Extracted data entries
<<<<

//! Result type alias for lintfold operations

use crate::error::LintfoldError;
use std::path::Path;

/// Standard Result type for lintfold operations
pub type Result<T> = std::result::Result<T, LintfoldError>;

/// Extension trait attaching a path to bare IO errors
pub trait IoResultExt<T> {
    fn with_path(self, path: &Path) -> Result<T>;
}

impl<T> IoResultExt<T> for std::io::Result<T> {
    fn with_path(self, path: &Path) -> Result<T> {
        self.map_err(|source| LintfoldError::io_error(path, source))
    }
}
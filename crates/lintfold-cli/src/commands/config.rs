//! `config init` and `config validate`

use lintfold_core::{ConfigResolver, LintfoldError, RECOMMENDED_PRESET, Result};
use serde_json::{Value, json};
use std::path::PathBuf;
use tracing::{debug, error};

use super::Sources;
use crate::output::OutputFormatter;
use crate::{ConfigFormat, OutputFormat};

/// Starter fragment sequence written by `config init`
fn starter_fragments() -> Value {
    json!([
        { "ignores": ["dist", "build", "coverage"] },
        RECOMMENDED_PRESET,
        {
            "name": "project",
            "files": ["**/*.{js,jsx,mjs,cjs}"],
            "languageOptions": {
                "ecmaVersion": "latest",
                "sourceType": "module"
            },
            "linterOptions": { "reportUnusedDisableDirectives": "warn" },
            "rules": {
                "eqeqeq": ["error", "always"],
                "no-var": "error",
                "prefer-const": "warn"
            }
        }
    ])
}

/// Config init command implementation
pub fn init_command(format: ConfigFormat, force: bool) -> Result<()> {
    debug!("Initializing configuration file with format: {:?}", format);

    let filename = match format {
        ConfigFormat::Json => "lintfold.config.json",
        ConfigFormat::Yaml => "lintfold.config.yaml",
        ConfigFormat::Toml => "lintfold.config.toml",
    };
    let config_path = PathBuf::from(filename);

    if config_path.exists() && !force {
        error!(
            "Configuration file '{}' already exists. Use --force to overwrite.",
            filename
        );
        return Err(LintfoldError::config_error(format!(
            "Configuration file '{filename}' already exists"
        )));
    }

    let fragments = starter_fragments();
    let content = match format {
        ConfigFormat::Json => serde_json::to_string_pretty(&fragments)
            .map_err(|e| LintfoldError::config_error(format!("Failed to serialize JSON: {e}")))?,
        ConfigFormat::Yaml => serde_yaml::to_string(&fragments)
            .map_err(|e| LintfoldError::config_error(format!("Failed to serialize YAML: {e}")))?,
        // TOML documents are tables, so the sequence lives under `fragments`
        ConfigFormat::Toml => toml::to_string_pretty(&json!({ "fragments": fragments }))
            .map_err(|e| LintfoldError::config_error(format!("Failed to serialize TOML: {e}")))?,
    };

    std::fs::write(&config_path, content)
        .map_err(|e| LintfoldError::io_error(&config_path, e))?;

    println!("Created configuration file: {filename}");
    println!("   Edit the file to customize your lint configuration.");

    Ok(())
}

/// Config validate command implementation
pub fn validate_command(sources: &Sources, use_colors: bool) -> Result<()> {
    debug!("Validating configuration: {:?}", sources.config);

    let formatter = OutputFormatter::new(OutputFormat::Human, use_colors);
    let loaded = sources.load()?;
    let (fragments, _) = ConfigResolver::new(&loaded.catalog).parse_entries(&loaded.entries);
    let resolved = loaded.resolve(&formatter)?;

    println!("Configuration is valid: {}", loaded.config_path.display());
    println!("   Fragments: {}", fragments.len());
    println!("   Plugins: {}", resolved.plugins().len());
    println!(
        "   Rules: {} ({} enabled)",
        resolved.rules().len(),
        resolved.enabled_rules().count()
    );

    Ok(())
}
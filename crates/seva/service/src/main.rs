//! sevad — the Seva workflow service daemon.

use clap::Parser;
use seva_engine::fixtures::three_officer_chain;
use seva_engine::{EngineBuilder, StaticDefinitionSource};
use seva_service::{create_router, AppState};
use std::sync::Arc;
use std::time::Duration;
use tracing_subscriber::EnvFilter;

/// Seva workflow service.
#[derive(Parser)]
#[command(name = "sevad")]
#[command(about = "Seva workflow orchestration service", long_about = None)]
#[command(version)]
struct Cli {
    /// Listen address.
    #[arg(short, long, env = "SEVA_LISTEN_ADDR", default_value = "127.0.0.1:8080")]
    listen: String,

    /// Sweep period in seconds (query expiry, SLA breaches).
    #[arg(long, env = "SEVA_SWEEP_SECS", default_value_t = 300)]
    sweep_secs: u64,

    /// Log filter (tracing env-filter syntax).
    #[arg(long, env = "SEVA_LOG", default_value = "info")]
    log: String,
}

#[tokio::main]
async fn main() -> anyhow::Result<()> {
    let cli = Cli::parse();

    tracing_subscriber::fmt()
        .with_env_filter(EnvFilter::try_new(&cli.log)?)
        .init();

    // The demo build seeds the standard three-officer chain; a production
    // deployment wires a config-registry-backed DefinitionSource here.
    let source = StaticDefinitionSource::with_definition(three_officer_chain());
    let engine = Arc::new(EngineBuilder::new(Arc::new(source)).build());

    let sweeper = engine.spawn_sweeper(Duration::from_secs(cli.sweep_secs));

    let state = AppState::new(Arc::clone(&engine));
    let router = create_router(state);

    let listener = tokio::net::TcpListener::bind(&cli.listen).await?;
    tracing::info!(listen = %cli.listen, "sevad listening");
    axum::serve(listener, router).await?;

    sweeper.abort();
    Ok(())
}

>>>>

• _Work order_
The records need to be set down again without a single difference.

• _Response to the task_
//! Result type alias for lintfold operations

use crate::error::LintfoldError;
use std::path::Path;

/// Standard Result type for lintfold operations
pub type Result<T> = std::result::Result<T, LintfoldError>;

/// Extension trait attaching a path to bare IO errors
pub trait IoResultExt<T> {
    fn with_path(self, path: &Path) -> Result<T>;
}

impl<T> IoResultExt<T> for std::io::Result<T> {
    fn with_path(self, path: &Path) -> Result<T> {
        self.map_err(|source| LintfoldError::io_error(path, source))
    }
}
filename crates/lintfold-cli/src/commands/config.rs
//! `config init` and `config validate`

use lintfold_core::{ConfigResolver, LintfoldError, RECOMMENDED_PRESET, Result};
use serde_json::{Value, json};
use std::path::PathBuf;
use tracing::{debug, error};

use super::Sources;
use crate::output::OutputFormatter;
use crate::{ConfigFormat, OutputFormat};

/// Starter fragment sequence written by `config init`
fn starter_fragments() -> Value {
    json!([
        { "ignores": ["dist", "build", "coverage"] },
        RECOMMENDED_PRESET,
        {
            "name": "project",
            "files": ["**/*.{js,jsx,mjs,cjs}"],
            "languageOptions": {
                "ecmaVersion": "latest",
                "sourceType": "module"
            },
            "linterOptions": { "reportUnusedDisableDirectives": "warn" },
            "rules": {
                "eqeqeq": ["error", "always"],
                "no-var": "error",
                "prefer-const": "warn"
            }
        }
    ])
}

/// Config init command implementation
pub fn init_command(format: ConfigFormat, force: bool) -> Result<()> {
    debug!("Initializing configuration file with format: {:?}", format);

    let filename = match format {
        ConfigFormat::Json => "lintfold.config.json",
        ConfigFormat::Yaml => "lintfold.config.yaml",
        ConfigFormat::Toml => "lintfold.config.toml",
    };
    let config_path = PathBuf::from(filename);

    if config_path.exists() && !force {
        error!(
            "Configuration file '{}' already exists. Use --force to overwrite.",
            filename
        );
        return Err(LintfoldError::config_error(format!(
            "Configuration file '{filename}' already exists"
        )));
    }

    let fragments = starter_fragments();
    let content = match format {
        ConfigFormat::Json => serde_json::to_string_pretty(&fragments)
            .map_err(|e| LintfoldError::config_error(format!("Failed to serialize JSON: {e}")))?,
        ConfigFormat::Yaml => serde_yaml::to_string(&fragments)
            .map_err(|e| LintfoldError::config_error(format!("Failed to serialize YAML: {e}")))?,
        // TOML documents are tables, so the sequence lives under `fragments`
        ConfigFormat::Toml => toml::to_string_pretty(&json!({ "fragments": fragments }))
            .map_err(|e| LintfoldError::config_error(format!("Failed to serialize TOML: {e}")))?,
    };

    std::fs::write(&config_path, content)
        .map_err(|e| LintfoldError::io_error(&config_path, e))?;

    println!("Created configuration file: {filename}");
    println!("   Edit the file to customize your lint configuration.");

    Ok(())
}

/// Config validate command implementation
pub fn validate_command(sources: &Sources, use_colors: bool) -> Result<()> {
    debug!("Validating configuration: {:?}", sources.config);

    let formatter = OutputFormatter::new(OutputFormat::Human, use_colors);
    let loaded = sources.load()?;
    let (fragments, _) = ConfigResolver::new(&loaded.catalog).parse_entries(&loaded.entries);
    let resolved = loaded.resolve(&formatter)?;

    println!("Configuration is valid: {}", loaded.config_path.display());
    println!("   Fragments: {}", fragments.len());
    println!("   Plugins: {}", resolved.plugins().len());
    println!(
        "   Rules: {} ({} enabled)",
        resolved.rules().len(),
        resolved.enabled_rules().count()
    );

    Ok(())
}
filename crates/seva/service/src/main.rs
//! sevad — the Seva workflow service daemon.

use clap::Parser;
use seva_engine::fixtures::three_officer_chain;
use seva_engine::{EngineBuilder, StaticDefinitionSource};
use seva_service::{create_router, AppState};
use std::sync::Arc;
use std::time::Duration;
use tracing_subscriber::EnvFilter;

/// Seva workflow service.
#[derive(Parser)]
#[command(name = "sevad")]
#[command(about = "Seva workflow orchestration service", long_about = None)]
#[command(version)]
struct Cli {
    /// Listen address.
    #[arg(short, long, env = "SEVA_LISTEN_ADDR", default_value = "127.0.0.1:8080")]
    listen: String,

    /// Sweep period in seconds (query expiry, SLA breaches).
    #[arg(long, env = "SEVA_SWEEP_SECS", default_value_t = 300)]
    sweep_secs: u64,

    /// Log filter (tracing env-filter syntax).
    #[arg(long, env = "SEVA_LOG", default_value = "info")]
    log: String,
}

#[tokio::main]
async fn main() -> anyhow::Result<()> {
    let cli = Cli::parse();

    tracing_subscriber::fmt()
        .with_env_filter(EnvFilter::try_new(&cli.log)?)
        .init();

    // The demo build seeds the standard three-officer chain; a production
    // deployment wires a config-registry-backed DefinitionSource here.
    let source = StaticDefinitionSource::with_definition(three_officer_chain());
    let engine = Arc::new(EngineBuilder::new(Arc::new(source)).build());

    let sweeper = engine.spawn_sweeper(Duration::from_secs(cli.sweep_secs));

    let state = AppState::new(Arc::clone(&engine));
    let router = create_router(state);

    let listener = tokio::net::TcpListener::bind(&cli.listen).await?;
    tracing::info!(listen = %cli.listen, "sevad listening");
    axum::serve(listener, router).await?;

    sweeper.abort();
    Ok(())
}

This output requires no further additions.